International career
- Bulgaria U19
- 2008–2009: Bulgaria U21

= Todor Kolev (footballer, born 1989) =

Bulgarian footballer

Todor Kolev (Тодор Колев; born 22 September 1989) is a Bulgarian former footballer who played as a midfielder. He played as a left winger but could also play as a left back.

==Career==
In September 2007 it was noticed that the Youth Academy forward Todor Kolev agreed the conditions of his first professional contract with the club which will be effective for five years. It was good news for the fans, because Todor he was expected as a great talent in the recent history of the club.

His first official match was on 9 December 2007 against Vidima-Rakovski Sevlievo. The result of the match was 7:0 with a win for Cherno More. In this day Kolev scored his first goal – in the 75th minute from a penalty kick for 6:0. The forward played 10 matches in 2007–08 and scored 2 goals.

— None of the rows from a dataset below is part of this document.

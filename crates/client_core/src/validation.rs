//! Local checks a dataset must pass before it is allowed near the network.

use std::path::{Path, PathBuf};

use thiserror::Error;

pub const ALLOWED_EXTENSIONS: [&str; 3] = ["csv", "xlsx", "xls"];
pub const MAX_UPLOAD_BYTES: u64 = 16 * 1024 * 1024;

#[derive(Debug, Clone, PartialEq, Eq, Error)]
pub enum ValidationError {
    #[error("Please select a CSV or Excel file")]
    UnsupportedType,
    #[error("File size must be less than 16MB")]
    TooLarge,
    #[error("Please select a file first")]
    NoFileSelected,
}

/// A locally selected dataset and the metadata validation looks at.
#[derive(Debug, Clone, PartialEq, Eq)]
pub struct UploadCandidate {
    pub path: PathBuf,
    pub name: String,
    pub size: u64,
}

impl UploadCandidate {
    pub fn new(path: impl Into<PathBuf>, name: impl Into<String>, size: u64) -> Self {
        Self {
            path: path.into(),
            name: name.into(),
            size,
        }
    }

    /// Builds a candidate from a file on disk. Fails only when the file
    /// cannot be inspected; type and size are checked by [`validate`].
    pub fn from_path(path: impl AsRef<Path>) -> std::io::Result<Self> {
        let path = path.as_ref();
        let metadata = std::fs::metadata(path)?;
        if !metadata.is_file() {
            return Err(std::io::Error::new(
                std::io::ErrorKind::InvalidInput,
                format!("'{}' is not a regular file", path.display()),
            ));
        }
        let name = path
            .file_name()
            .map(|name| name.to_string_lossy().into_owned())
            .unwrap_or_default();
        Ok(Self::new(path, name, metadata.len()))
    }

    /// Lowercased text after the last `.` of the file name.
    pub fn extension(&self) -> Option<String> {
        self.name
            .rsplit_once('.')
            .map(|(_, ext)| ext.to_ascii_lowercase())
            .filter(|ext| !ext.is_empty())
    }

    pub fn size_mib(&self) -> f64 {
        self.size as f64 / 1024.0 / 1024.0
    }
}

/// Extension is checked before size, so a wrong-type oversized file reports
/// the type problem.
pub fn validate(candidate: &UploadCandidate) -> Result<(), ValidationError> {
    let allowed = candidate
        .extension()
        .is_some_and(|ext| ALLOWED_EXTENSIONS.contains(&ext.as_str()));
    if !allowed {
        return Err(ValidationError::UnsupportedType);
    }
    if candidate.size > MAX_UPLOAD_BYTES {
        return Err(ValidationError::TooLarge);
    }
    Ok(())
}

/// The file picker state of a domain view.
#[derive(Debug, Clone, Default)]
pub struct FileSelection {
    selected: Option<UploadCandidate>,
    error: Option<ValidationError>,
}

impl FileSelection {
    /// A rejected candidate leaves the previous selection in place.
    pub fn select(&mut self, candidate: UploadCandidate) -> Result<&UploadCandidate, ValidationError> {
        if let Err(err) = validate(&candidate) {
            tracing::debug!(file = %candidate.name, size = candidate.size, "rejected upload candidate: {err}");
            self.error = Some(err.clone());
            return Err(err);
        }
        self.error = None;
        let selected: &UploadCandidate = self.selected.insert(candidate);
        Ok(selected)
    }

    pub fn clear(&mut self) {
        self.selected = None;
        self.error = None;
    }

    pub fn selected(&self) -> Option<&UploadCandidate> {
        self.selected.as_ref()
    }

    /// The candidate to upload, or the message shown when nothing is picked.
    pub fn require(&self) -> Result<&UploadCandidate, ValidationError> {
        self.selected.as_ref().ok_or(ValidationError::NoFileSelected)
    }

    pub fn error(&self) -> Option<&ValidationError> {
        self.error.as_ref()
    }
}

#[cfg(test)]
#[path = "tests/validation_tests.rs"]
mod tests;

On 30 June 2017, Kolev signed a 1-year contract with Montana. He left the club at the end of the season when his contract expired. In June 2018, Kolev returned to Dobrudzha Dobrich.

==International career==
===Bulgaria U19===
Kolev played for Bulgaria national under-19 football team. With the team he plays at 2008 UEFA European Under-19 Football Championship in Czech Republic.

===Bulgaria U21===
In August 2008 the Bulgarian national under-21 coach Ivan Kolev called Todor up for Bulgaria national under-21 football team for qualified for 2009 UEFA European Under-21 Football Championship with Ireland U21 and Montenegro U21. On 5 September 2008 he made his official debut for Bulgaria U21 against Ireland U21. He played for 27 minutes. The result of the match was a 2:0 win for Bulgaria.